悲劇大好き酒クズ野郎によってもはややけくそ気味にニーズホッグが召喚されたり、グランド・デイにとあるモンスターの残滓が目覚めたり、春姫の魔法を使って実質レベル10になった水月がうんこの魔法と剣で黒龍を消し飛ばしたり。
端的に言えば、だ。
男は最強だった。
だから何だ俺はうんこだと男は嗤った。
これは、語るべき物語の存在しない英雄譚。
うんこの魔法。
それを否定したくてその男はレベル8になった。
その魔法以外の可能性を引き出したくて女神は本気で自分の眷族の恩恵と向き合ってきた。

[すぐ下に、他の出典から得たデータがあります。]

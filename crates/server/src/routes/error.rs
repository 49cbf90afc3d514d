use axum::{
    Json,
    http::StatusCode,
    response::{IntoResponse, Response},
};
use serde_json::json;

use crate::db::{
    assignments::AssignmentError, comments::CommentError, departments::DepartmentError,
    notifications::NotificationError, profiles::ProfileError, projects::ProjectError,
    tags::TagError, tasks::TaskError,
};

/// JSON error body: `{"error": "<message>"}`.
#[derive(Debug)]
pub struct ErrorResponse {
    status: StatusCode,
    message: String,
}

impl ErrorResponse {
    pub fn new(status: StatusCode, message: impl Into<String>) -> Self {
        Self {
            status,
            message: message.into(),
        }
    }

    pub fn status(&self) -> StatusCode {
        self.status
    }

    pub fn message(&self) -> &str {
        &self.message
    }

    pub fn unauthorized() -> Self {
        Self::new(StatusCode::UNAUTHORIZED, "authentication required")
    }

    pub fn forbidden(message: impl Into<String>) -> Self {
        Self::new(StatusCode::FORBIDDEN, message)
    }

    pub fn not_found(message: impl Into<String>) -> Self {
        Self::new(StatusCode::NOT_FOUND, message)
    }

    pub fn bad_request(message: impl Into<String>) -> Self {
        Self::new(StatusCode::BAD_REQUEST, message)
    }

    pub fn conflict(message: impl Into<String>) -> Self {
        Self::new(StatusCode::CONFLICT, message)
    }

    pub fn internal() -> Self {
        Self::new(StatusCode::INTERNAL_SERVER_ERROR, "internal server error")
    }
}

impl IntoResponse for ErrorResponse {
    fn into_response(self) -> Response {
        (self.status, Json(json!({ "error": self.message }))).into_response()
    }
}

fn database_error(error: &sqlx::Error, what: &str) -> ErrorResponse {
    tracing::error!(?error, "database error while handling {what}");
    ErrorResponse::internal()
}

impl From<TaskError> for ErrorResponse {
    fn from(error: TaskError) -> Self {
        match error {
            TaskError::NotFound => ErrorResponse::not_found("task not found"),
            TaskError::AlreadyArchived => ErrorResponse::conflict("task is already archived"),
            TaskError::NotArchived => ErrorResponse::conflict("task is not archived"),
            TaskError::Archived => ErrorResponse::conflict("archived tasks cannot be changed"),
            TaskError::ParentArchived => ErrorResponse::conflict("parent task is archived"),
            TaskError::InvalidSchedule => {
                ErrorResponse::bad_request("start_at must not be after due_at")
            }
            TaskError::PayloadTooLarge => ErrorResponse::new(
                StatusCode::PAYLOAD_TOO_LARGE,
                "task title and description are too large",
            ),
            TaskError::Database(error) => database_error(&error, "task"),
        }
    }
}

impl From<AssignmentError> for ErrorResponse {
    fn from(error: AssignmentError) -> Self {
        match error {
            AssignmentError::AlreadyAssigned => {
                ErrorResponse::conflict("user is already assigned to this task")
            }
            AssignmentError::NotFound => ErrorResponse::not_found("assignment not found"),
            AssignmentError::Database(error) => database_error(&error, "assignment"),
        }
    }
}

impl From<CommentError> for ErrorResponse {
    fn from(error: CommentError) -> Self {
        match error {
            CommentError::NotFound => ErrorResponse::not_found("comment not found"),
            CommentError::Database(error) => database_error(&error, "comment"),
        }
    }
}

impl From<TagError> for ErrorResponse {
    fn from(error: TagError) -> Self {
        match error {
            TagError::Conflict(name) => {
                ErrorResponse::conflict(format!("tag `{name}` already exists"))
            }
            TagError::UnknownTag => ErrorResponse::bad_request("unknown tag ids"),
            TagError::Database(error) => database_error(&error, "tag"),
        }
    }
}

impl From<NotificationError> for ErrorResponse {
    fn from(error: NotificationError) -> Self {
        match error {
            NotificationError::Database(error) => database_error(&error, "notification"),
        }
    }
}

impl From<ProjectError> for ErrorResponse {
    fn from(error: ProjectError) -> Self {
        match error {
            ProjectError::NotFound => ErrorResponse::not_found("project not found"),
            ProjectError::UnknownDepartment => ErrorResponse::bad_request("department not found"),
            ProjectError::Database(error) => database_error(&error, "project"),
        }
    }
}

impl From<ProfileError> for ErrorResponse {
    fn from(error: ProfileError) -> Self {
        match error {
            ProfileError::NotFound => ErrorResponse::not_found("user not found"),
            ProfileError::UnknownDepartment => ErrorResponse::bad_request("department not found"),
            ProfileError::Database(error) => database_error(&error, "user"),
        }
    }
}

impl From<DepartmentError> for ErrorResponse {
    fn from(error: DepartmentError) -> Self {
        match error {
            DepartmentError::Conflict(name) => {
                ErrorResponse::conflict(format!("department `{name}` already exists"))
            }
            DepartmentError::Database(error) => database_error(&error, "department"),
        }
    }
}

#[cfg(test)]
mod tests {
    use axum::body::to_bytes;

    use super::*;

    #[tokio::test]
    async fn renders_json_error_body() {
        let response = ErrorResponse::forbidden("nope").into_response();
        assert_eq!(response.status(), StatusCode::FORBIDDEN);

        let body = to_bytes(response.into_body(), usize::MAX).await.unwrap();
        let value: serde_json::Value = serde_json::from_slice(&body).unwrap();
        assert_eq!(value, json!({ "error": "nope" }));
    }

    #[test]
    fn archive_state_errors_are_conflicts() {
        assert_eq!(
            ErrorResponse::from(TaskError::AlreadyArchived).status(),
            StatusCode::CONFLICT
        );
        assert_eq!(
            ErrorResponse::from(TaskError::NotArchived).status(),
            StatusCode::CONFLICT
        );
        assert_eq!(
            ErrorResponse::from(TaskError::ParentArchived).status(),
            StatusCode::CONFLICT
        );
    }

    #[test]
    fn validation_errors_map_to_client_statuses() {
        assert_eq!(
            ErrorResponse::from(TaskError::InvalidSchedule).status(),
            StatusCode::BAD_REQUEST
        );
        assert_eq!(
            ErrorResponse::from(TaskError::PayloadTooLarge).status(),
            StatusCode::PAYLOAD_TOO_LARGE
        );
        assert_eq!(
            ErrorResponse::from(TagError::UnknownTag).status(),
            StatusCode::BAD_REQUEST
        );
        assert_eq!(
            ErrorResponse::from(TaskError::NotFound).status(),
            StatusCode::NOT_FOUND
        );
    }

    #[test]
    fn database_failures_are_internal() {
        let response = ErrorResponse::from(TaskError::Database(sqlx::Error::RowNotFound));
        assert_eq!(response.status(), StatusCode::INTERNAL_SERVER_ERROR);
        assert_eq!(response.message(), "internal server error");
    }
}
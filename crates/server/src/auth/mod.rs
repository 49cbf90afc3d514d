mod jwt;
mod middleware;

pub use jwt::{ACCESS_TOKEN_AUDIENCE, AccessTokenDetails, JwtError, JwtService};
pub use middleware::{RequestContext, require_admin, require_manager, require_session};
use chrono::{DateTime, Utc};
use serde::{Deserialize, Serialize};
use uuid::Uuid;

use super::{double_option, tags::Tag};

#[derive(Debug, Clone, Copy, PartialEq, Eq, Default, Serialize, Deserialize, sqlx::Type)]
#[serde(rename_all = "kebab-case")]
#[sqlx(type_name = "task_status", rename_all = "kebab-case")]
pub enum TaskStatus {
    #[default]
    Todo,
    InProgress,
    InReview,
    Done,
    Cancelled,
}

#[derive(Debug, Clone, Copy, PartialEq, Eq, Default, Serialize, Deserialize, sqlx::Type)]
#[serde(rename_all = "lowercase")]
#[sqlx(type_name = "task_priority", rename_all = "lowercase")]
pub enum TaskPriority {
    Low,
    #[default]
    Medium,
    High,
    Urgent,
}

#[derive(Debug, Clone, Serialize, Deserialize, sqlx::FromRow)]
pub struct Task {
    pub id: Uuid,
    pub project_id: Option<Uuid>,
    /// Set for subtasks.
    pub parent_task_id: Option<Uuid>,
    /// Department the task is visible to for managers.
    pub department_id: Option<Uuid>,
    pub title: String,
    pub description: Option<String>,
    pub status: TaskStatus,
    pub priority: TaskPriority,
    pub start_at: Option<DateTime<Utc>>,
    pub due_at: Option<DateTime<Utc>>,
    pub created_by: Uuid,
    pub archived_at: Option<DateTime<Utc>>,
    pub archived_by: Option<Uuid>,
    pub created_at: DateTime<Utc>,
    pub updated_at: DateTime<Utc>,
}

impl Task {
    pub fn is_archived(&self) -> bool {
        self.archived_at.is_some()
    }
}

#[derive(Debug, Clone, Serialize, Deserialize, sqlx::FromRow)]
pub struct TaskAssignee {
    pub user_id: Uuid,
    pub email: String,
    pub display_name: Option<String>,
    pub assigned_by: Uuid,
    pub assigned_at: DateTime<Utc>,
}

/// A task together with the rows that hang off it.
#[derive(Debug, Clone, Serialize, Deserialize)]
pub struct TaskDetail {
    #[serde(flatten)]
    pub task: Task,
    pub assignees: Vec<TaskAssignee>,
    pub tags: Vec<Tag>,
    pub subtask_count: i64,
}

#[derive(Debug, Clone, Serialize, Deserialize)]
pub struct ListTasksResponse {
    pub tasks: Vec<Task>,
}

#[derive(Debug, Clone, Serialize, Deserialize)]
pub struct CreateTaskRequest {
    pub title: String,
    #[serde(default)]
    pub description: Option<String>,
    #[serde(default)]
    pub project_id: Option<Uuid>,
    #[serde(default)]
    pub parent_task_id: Option<Uuid>,
    #[serde(default)]
    pub status: Option<TaskStatus>,
    #[serde(default)]
    pub priority: Option<TaskPriority>,
    #[serde(default)]
    pub start_at: Option<DateTime<Utc>>,
    #[serde(default)]
    pub due_at: Option<DateTime<Utc>>,
    #[serde(default)]
    pub assignee_ids: Vec<Uuid>,
}

#[derive(Debug, Clone, Default, Serialize, Deserialize)]
pub struct UpdateTaskRequest {
    #[serde(default)]
    pub title: Option<String>,
    #[serde(
        default,
        deserialize_with = "double_option",
        skip_serializing_if = "Option::is_none"
    )]
    pub description: Option<Option<String>>,
    #[serde(default)]
    pub status: Option<TaskStatus>,
    #[serde(default)]
    pub priority: Option<TaskPriority>,
}

/// Outcome of archiving or restoring a task and its subtasks.
#[derive(Debug, Clone, Copy, PartialEq, Eq, Serialize, Deserialize)]
pub struct ArchiveTaskResponse {
    pub task_id: Uuid,
    pub subtasks_affected: u64,
    pub total_affected: u64,
}

impl ArchiveTaskResponse {
    pub fn new(task_id: Uuid, subtasks_affected: u64) -> Self {
        Self {
            task_id,
            subtasks_affected,
            total_affected: subtasks_affected + 1,
        }
    }
}

#[derive(Debug, Clone, Serialize, Deserialize)]
pub struct AssignTaskRequest {
    pub user_id: Uuid,
}

#[derive(Debug, Clone, Serialize, Deserialize)]
pub struct ListAssigneesResponse {
    pub assignees: Vec<TaskAssignee>,
}

/// Absent fields keep their value, `null` clears them.
#[derive(Debug, Clone, Default, Serialize, Deserialize)]
pub struct UpdateScheduleRequest {
    #[serde(
        default,
        deserialize_with = "double_option",
        skip_serializing_if = "Option::is_none"
    )]
    pub start_at: Option<Option<DateTime<Utc>>>,
    #[serde(
        default,
        deserialize_with = "double_option",
        skip_serializing_if = "Option::is_none"
    )]
    pub due_at: Option<Option<DateTime<Utc>>>,
}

だが、ヘスティアも水月も結局魔法を使う以外の選択肢を恩恵から引き出すことはできなかった。
男は最強だった。
最強だったが孤独ではなくなった。
その男は雲を切り、時を断つ。
彼の剣技を前にして生き残る道は、慈悲をかけられたときのみ。
慈悲を向けられなかった敵は、万象一切塵となる。
彼は、楽しそうな顔で刀を振る。
並び立とうとするものは、案外いた。
神と人は、彼を希望と畏怖を込めてこう呼んだ。
───迷宮喰らい、と。
お疲れ様でした!
これにて『うんこみたいな魔法』完結です。
ダンまち二次で一番うんこを連呼した小説だと思います。
誰からもうんこみたいなっていうかうんこそのものじゃんみたいなツッコミは来ませんでしたが、1話で終わる予定だったにしては本当によく続いたし案外綺麗な感じで終わったなと思います。
うんこいっぱい出せてスッキリしました。
たくさんの評価と感想も嬉しかったです。
お付き合い頂きまして誠にありがとうございました。